Extracted data entries
◆ ◆ ◆ ◆
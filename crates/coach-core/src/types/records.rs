//! Read-only records owned by the application's CRUD services.

use chrono::{DateTime, Utc};
use serde::{Deserialize, Serialize};

/// A user account as seen by the coaching engine.
#[derive(Debug, Clone, PartialEq, Serialize, Deserialize)]
pub struct UserRecord {
    pub id: String,
    pub display_name: String,
    pub created_at: DateTime<Utc>,
    #[serde(default)]
    pub is_premium: bool,
    #[serde(default = "default_active")]
    pub is_active: bool,
}

fn default_active() -> bool {
    true
}

impl UserRecord {
    pub fn new(id: impl Into<String>, display_name: impl Into<String>, created_at: DateTime<Utc>) -> Self {
        Self {
            id: id.into(),
            display_name: display_name.into(),
            created_at,
            is_premium: false,
            is_active: true,
        }
    }

    /// Builder method to mark the account premium.
    pub fn premium(mut self) -> Self {
        self.is_premium = true;
        self
    }

    /// First word of the display name, or the whole name.
    pub fn first_name(&self) -> &str {
        self.display_name
            .split_whitespace()
            .next()
            .unwrap_or(&self.display_name)
    }

    /// Whole days since the account was created.
    pub fn account_age_days(&self, now: DateTime<Utc>) -> i64 {
        (now - self.created_at).num_days().max(0)
    }
}

/// One logged activity.
#[derive(Debug, Clone, PartialEq, Serialize, Deserialize)]
pub struct ActivityRecord {
    pub id: String,
    pub user_id: String,
    /// Value this activity serves, if any.
    #[serde(skip_serializing_if = "Option::is_none")]
    pub value_id: Option<String>,
    pub name: String,
    pub occurred_at: DateTime<Utc>,
}

impl ActivityRecord {
    pub fn new(
        id: impl Into<String>,
        user_id: impl Into<String>,
        value_id: Option<&str>,
        name: impl Into<String>,
        occurred_at: DateTime<Utc>,
    ) -> Self {
        Self {
            id: id.into(),
            user_id: user_id.into(),
            value_id: value_id.map(str::to_string),
            name: name.into(),
            occurred_at,
        }
    }
}

/// A personal value activities are tracked against.
#[derive(Debug, Clone, PartialEq, Serialize, Deserialize)]
pub struct ValueRecord {
    pub id: String,
    pub user_id: String,
    pub name: String,
}

impl ValueRecord {
    pub fn new(id: impl Into<String>, user_id: impl Into<String>, name: impl Into<String>) -> Self {
        Self {
            id: id.into(),
            user_id: user_id.into(),
            name: name.into(),
        }
    }
}
//! Middleware for the REST API server.

use axum::{extract::Request, middleware::Next, response::Response};
use tower_http::cors::{Any, CorsLayer};
use tracing::{info, warn};

/// Create CORS middleware.
pub fn cors_layer() -> CorsLayer {
    CorsLayer::new()
        .allow_origin(Any)
        .allow_methods(Any)
        .allow_headers(Any)
}

/// Request logging middleware.
pub async fn logging_middleware(request: Request, next: Next) -> Response {
    let method = request.method().clone();
    let uri = request.uri().clone();
    let start = std::time::Instant::now();

    let response = next.run(request).await;

    let duration = start.elapsed();
    let status = response.status();

    if status.is_server_error() {
        warn!(
            method = %method,
            uri = %uri,
            status = %status.as_u16(),
            duration_ms = %duration.as_millis(),
            "Request failed"
        );
    } else {
        info!(
            method = %method,
            uri = %uri,
            status = %status.as_u16(),
            duration_ms = %duration.as_millis(),
            "Request completed"
        );
    }

    response
}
◆ ◆ ◆ ◆
Task to complete: Your answer must be an exact copy of every record.

Response for this exercise:
filename crates/coach-core/src/types/records.rs
//! Read-only records owned by the application's CRUD services.

use chrono::{DateTime, Utc};
use serde::{Deserialize, Serialize};

/// A user account as seen by the coaching engine.
#[derive(Debug, Clone, PartialEq, Serialize, Deserialize)]
pub struct UserRecord {
    pub id: String,
    pub display_name: String,
    pub created_at: DateTime<Utc>,
    #[serde(default)]
    pub is_premium: bool,
    #[serde(default = "default_active")]
    pub is_active: bool,
}

fn default_active() -> bool {
    true
}

impl UserRecord {
    pub fn new(id: impl Into<String>, display_name: impl Into<String>, created_at: DateTime<Utc>) -> Self {
        Self {
            id: id.into(),
            display_name: display_name.into(),
            created_at,
            is_premium: false,
            is_active: true,
        }
    }

    /// Builder method to mark the account premium.
    pub fn premium(mut self) -> Self {
        self.is_premium = true;
        self
    }

    /// First word of the display name, or the whole name.
    pub fn first_name(&self) -> &str {
        self.display_name
            .split_whitespace()
            .next()
            .unwrap_or(&self.display_name)
    }

    /// Whole days since the account was created.
    pub fn account_age_days(&self, now: DateTime<Utc>) -> i64 {
        (now - self.created_at).num_days().max(0)
    }
}

/// One logged activity.
#[derive(Debug, Clone, PartialEq, Serialize, Deserialize)]
pub struct ActivityRecord {
    pub id: String,
    pub user_id: String,
    /// Value this activity serves, if any.
    #[serde(skip_serializing_if = "Option::is_none")]
    pub value_id: Option<String>,
    pub name: String,
    pub occurred_at: DateTime<Utc>,
}

impl ActivityRecord {
    pub fn new(
        id: impl Into<String>,
        user_id: impl Into<String>,
        value_id: Option<&str>,
        name: impl Into<String>,
        occurred_at: DateTime<Utc>,
    ) -> Self {
        Self {
            id: id.into(),
            user_id: user_id.into(),
            value_id: value_id.map(str::to_string),
            name: name.into(),
            occurred_at,
        }
    }
}

/// A personal value activities are tracked against.
#[derive(Debug, Clone, PartialEq, Serialize, Deserialize)]
pub struct ValueRecord {
    pub id: String,
    pub user_id: String,
    pub name: String,
}

impl ValueRecord {
    pub fn new(id: impl Into<String>, user_id: impl Into<String>, name: impl Into<String>) -> Self {
        Self {
            id: id.into(),
            user_id: user_id.into(),
            name: name.into(),
        }
    }
}
//! Middleware for the REST API server.

use axum::{extract::Request, middleware::Next, response::Response};
use tower_http::cors::{Any, CorsLayer};
use tracing::{info, warn};

/// Create CORS middleware.
pub fn cors_layer() -> CorsLayer {
    CorsLayer::new()
        .allow_origin(Any)
        .allow_methods(Any)
        .allow_headers(Any)
}

/// Request logging middleware.
pub async fn logging_middleware(request: Request, next: Next) -> Response {
    let method = request.method().clone();
    let uri = request.uri().clone();
    let start = std::time::Instant::now();

    let response = next.run(request).await;

    let duration = start.elapsed();
    let status = response.status();

    if status.is_server_error() {
        warn!(
            method = %method,
            uri = %uri,
            status = %status.as_u16(),
            duration_ms = %duration.as_millis(),
            "Request failed"
        );
    } else {
        info!(
            method = %method,
            uri = %uri,
            status = %status.as_u16(),
            duration_ms = %duration.as_millis(),
            "Request completed"
        );
    }

    response
}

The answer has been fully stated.